David Heinaman writes:

Problem is, I doubt your accurate description of the situation as "laughable" will not make it "not laughable" in a few years. Augusta will cave.

Steve Clark writes:

I'm curious why I don't more often see the simple argument of freedom of assembly. Was this struck down somewhere, or does it lead to other issues? We used to be free to assemble with whomever we wanted but I guess now that's only for political assemblies because everybody else (especially in commercial enterprises) has to be inclusive.

Now that is interesting -- nobody can choose with whom they associate except those preparing to make our laws.

In response to Conscientious Observer:

Dennis Bates writes:

Money won't help the children to look good, but a beautiful mom will.

Anthony McDowell writes:

The answer is simple: in a divorce the man is not going to get half of her good looks.

Karin McGill writes:

You really made your point about looks vs. income.

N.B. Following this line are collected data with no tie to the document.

//! `Composition`: ordered audio and MIDI tracks over a shared tempo map.

use sona_core::{Sample, TempoMap};

use crate::track::{AudioTrack, MidiTrack};

pub struct Composition {
    pub sample_rate: f64,
    tempo_map: TempoMap,
    audio_tracks: Vec<AudioTrack>,
    midi_tracks: Vec<MidiTrack>,
    dirty: bool,
}

impl Composition {
    pub fn new(sample_rate: f64, ticks_per_quarter: u32) -> Self {
        Self {
            sample_rate,
            tempo_map: TempoMap::new(ticks_per_quarter),
            audio_tracks: Vec::new(),
            midi_tracks: Vec::new(),
            dirty: false,
        }
    }

    pub fn tempo_map(&self) -> &TempoMap {
        &self.tempo_map
    }

    pub fn tempo_map_mut(&mut self) -> &mut TempoMap {
        self.dirty = true;
        &mut self.tempo_map
    }

    pub fn add_audio_track(&mut self, track: AudioTrack) {
        self.audio_tracks.push(track);
        self.dirty = true;
    }

    pub fn add_midi_track(&mut self, track: MidiTrack) {
        self.midi_tracks.push(track);
        self.dirty = true;
    }

    pub fn audio_tracks_mut(&mut self) -> &mut [AudioTrack] {
        &mut self.audio_tracks
    }

    pub fn midi_tracks(&self) -> &[MidiTrack] {
        &self.midi_tracks
    }

    pub fn is_dirty(&self) -> bool {
        self.dirty
    }

    pub fn mark_clean(&mut self) {
        self.dirty = false;
    }

    /// Render `[t0, t1)` of every audio track, honoring mute/solo, into
    /// `dest` (interleaved, `channels` wide, pre-sized for the window), and
    /// dispatch every MIDI track's events in the same window to their
    /// destinations.
    pub fn render(&mut self, t0: f64, t1: f64, channels: usize, dest: &mut [Sample]) {
        dest.fill(0.0);
        let any_soloed = self.audio_tracks.iter().any(|t| t.soloed);
        for track in &mut self.audio_tracks {
            track.render(t0, t1, self.sample_rate, channels, dest, any_soloed);
        }
        for track in &self.midi_tracks {
            track.render(t0, t1, &self.tempo_map);
        }
    }
}

#[cfg(test)]
mod tests {
    use super::*;
    use sona_core::AudioFormat;
    use sona_graph::{SyntheticProvider, Waveform};

    use crate::segment::{AudioSegment, SegmentSettings};

    #[test]
    fn overlapping_tracks_sum_in_the_composition_accumulator() {
        let mut composition = Composition::new(1000.0, 960);
        for _ in 0..2 {
            let provider = Box::new(SyntheticProvider::new(AudioFormat::working(1000, 1), Waveform::Dc { level: 0.25 }, None));
            let mut track = AudioTrack::new("t");
            track.add_segment(AudioSegment::new(provider, 0.0, 1.0, 0.0, SegmentSettings::default()));
            composition.add_audio_track(track);
        }
        let mut dest = vec![0.0; 1000];
        composition.render(0.0, 1.0, 1, &mut dest);
        assert!(dest.iter().skip(100).all(|&s| (s - 0.5).abs() < 1e-3));
    }

    #[test]
    fn adding_a_track_marks_the_composition_dirty() {
        let mut composition = Composition::new(1000.0, 960);
        assert!(!composition.is_dirty());
        composition.add_audio_track(AudioTrack::new("t"));
        assert!(composition.is_dirty());
        composition.mark_clean();
        assert!(!composition.is_dirty());
    }
}
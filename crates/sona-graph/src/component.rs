//! Graph node base: every node in the tree rooted
//! at the master mixer shares this state shape — name, enabled flag,
//! volume, pan, modifier chain, analyzer set, and a back-reference to its
//! parent for `mark-dirty`-style propagation.

use std::sync::atomic::{AtomicBool, AtomicU32, AtomicU64, Ordering};
use std::sync::Mutex;

use sona_core::Sample;

use crate::modifier::{AnalyzerChain, ModifierChain};

static NEXT_COMPONENT_ID: AtomicU64 = AtomicU64::new(1);

/// Opaque identity for a graph node, stable across the node's lifetime.
#[derive(Debug, Clone, Copy, PartialEq, Eq, Hash)]
pub struct ComponentId(u64);

impl ComponentId {
    pub fn next() -> Self {
        Self(NEXT_COMPONENT_ID.fetch_add(1, Ordering::Relaxed))
    }
}

/// Shared, atomically-readable state every [`Component`] owns.
///
/// Volume and pan are stored as bit-cast `f32` behind relaxed atomics: the
/// audio thread only ever needs the value observed at the start of a
/// render block, not a synchronized read.
pub struct ComponentState {
    id: ComponentId,
    name: String,
    enabled: AtomicBool,
    volume_bits: AtomicU32,
    pan_bits: AtomicU32,
    modifiers: ModifierChain,
    analyzers: AnalyzerChain,
    /// Back-reference to the parent mixer, relation-plus-lookup only.
    /// A bare `ComponentId` rather than a `Weak<dyn Component>` sidesteps
    /// `dyn Component` not being `Sized` while still letting a node find
    /// its parent through the owning graph's id table.
    parent: Mutex<Option<ComponentId>>,
}

impl ComponentState {
    pub fn new(name: impl Into<String>) -> Self {
        Self {
            id: ComponentId::next(),
            name: name.into(),
            enabled: AtomicBool::new(true),
            volume_bits: AtomicU32::new(1.0f32.to_bits()),
            pan_bits: AtomicU32::new(0.5f32.to_bits()),
            modifiers: ModifierChain::new(),
            analyzers: AnalyzerChain::new(),
            parent: Mutex::new(None),
        }
    }

    pub fn id(&self) -> ComponentId {
        self.id
    }

    pub fn name(&self) -> &str {
        &self.name
    }

    pub fn enabled(&self) -> bool {
        self.enabled.load(Ordering::Relaxed)
    }

    pub fn set_enabled(&self, enabled: bool) {
        self.enabled.store(enabled, Ordering::Relaxed);
    }

    pub fn volume(&self) -> f32 {
        f32::from_bits(self.volume_bits.load(Ordering::Relaxed))
    }

    pub fn set_volume(&self, volume: f32) {
        self.volume_bits.store(volume.to_bits(), Ordering::Relaxed);
    }

    /// `pan ∈ [0, 1]`; 0.5 is center.
    pub fn pan(&self) -> f32 {
        f32::from_bits(self.pan_bits.load(Ordering::Relaxed))
    }

    pub fn set_pan(&self, pan: f32) {
        self.pan_bits.store(pan.clamp(0.0, 1.0).to_bits(), Ordering::Relaxed);
    }

    pub fn modifiers(&self) -> &ModifierChain {
        &self.modifiers
    }

    pub fn analyzers(&self) -> &AnalyzerChain {
        &self.analyzers
    }

    pub fn parent(&self) -> Option<ComponentId> {
        *self.parent.lock().expect("component parent lock poisoned")
    }

    pub fn set_parent(&self, parent: Option<ComponentId>) {
        *self.parent.lock().expect("component parent lock poisoned") = parent;
    }
}

/// Equal-power pan gains for `pan ∈ [0, 1]`.
#[inline]
pub fn pan_gains(pan: f32) -> (f32, f32) {
    let pan = pan.clamp(0.0, 1.0);
    let angle = pan * std::f32::consts::FRAC_PI_2;
    (angle.cos(), angle.sin())
}

/// A node in the pull-model graph: parents call `render` on
/// their children rather than children pushing samples upward.
pub trait Component: Send {
    fn state(&self) -> &ComponentState;

    /// Fill `buffer` (interleaved, `channels` wide) with this node's raw
    /// signal. Does *not* apply this node's own modifier chain or notify
    /// its own analyzers — data flow, that happens at the
    /// point where a parent pulls this node as a child.
    fn render(&mut self, buffer: &mut [Sample], channels: usize);

    fn id(&self) -> ComponentId {
        self.state().id()
    }

    fn name(&self) -> &str {
        self.state().name()
    }

    fn enabled(&self) -> bool {
        self.state().enabled()
    }

    fn set_enabled(&self, enabled: bool) {
        self.state().set_enabled(enabled);
    }

    fn volume(&self) -> f32 {
        self.state().volume()
    }

    fn set_volume(&self, volume: f32) {
        self.state().set_volume(volume);
    }

    fn pan(&self) -> f32 {
        self.state().pan()
    }

    fn set_pan(&self, pan: f32) {
        self.state().set_pan(pan);
    }
}

/// Pull `child`, apply its modifier chain, notify its analyzers, then
/// accumulate the result into `dest` scaled by volume and equal-power pan.
/// Shared by [`crate::mixer::Mixer`] and the device-driven engine (which
/// plays the same role for the master mixer's own render call).
pub fn render_and_accumulate(
    child: &mut dyn Component,
    scratch: &mut [Sample],
    dest: &mut [Sample],
    channels: usize,
) {
    scratch.fill(0.0);
    child.render(scratch, channels);
    child.state().modifiers().process(scratch, channels);
    child.state().analyzers().observe(scratch, channels);

    let volume = child.volume();
    if channels >= 2 {
        let (gl, gr) = pan_gains(child.pan());
        for frame in dest.chunks_mut(channels).zip(scratch.chunks(channels)) {
            let (out_frame, in_frame) = frame;
            out_frame[0] += in_frame[0] * volume * gl;
            out_frame[1] += in_frame[1] * volume * gr;
            for ch in 2..channels {
                out_frame[ch] += in_frame[ch] * volume;
            }
        }
    } else {
        for (o, i) in dest.iter_mut().zip(scratch.iter()) {
            *o += *i * volume;
        }
    }
}

#[cfg(test)]
mod tests {
    use super::*;

    #[test]
    fn pan_center_is_equal_power() {
        let (l, r) = pan_gains(0.5);
        assert!((l - r).abs() < 1e-6);
        assert!((l * l + r * r - 1.0).abs() < 1e-6);
    }

    #[test]
    fn pan_hard_left_mutes_right() {
        let (l, r) = pan_gains(0.0);
        assert!((l - 1.0).abs() < 1e-6);
        assert!(r.abs() < 1e-6);
    }

    #[test]
    fn component_state_defaults_are_unity() {
        let state = ComponentState::new("test");
        assert!(state.enabled());
        assert_eq!(state.volume(), 1.0);
        assert_eq!(state.pan(), 0.5);
        assert!(state.parent().is_none());
    }
}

As an educated and professional woman, I agree that financial success means more than just money in the bank. For me, it means discipline and responsibility. I hope, one day, my daughter pursues a gentleman homely but successful rather than attractive with nothing more to offer.

J. W. Snyder writes:

To compare good looks and money as equally important is to ignore these facts, and more importantly to give money obsessed women a free-pass in their dangerous material obsessed tendencies and backhand men for liking beautiful women. Men who marry and then divorce rich women and take their money are called gigolos; and many go to jail quite rightly. Why shouldn't women be held to the same standards?

Peter Novick writes:

Money will last. A woman’s good looks won’t!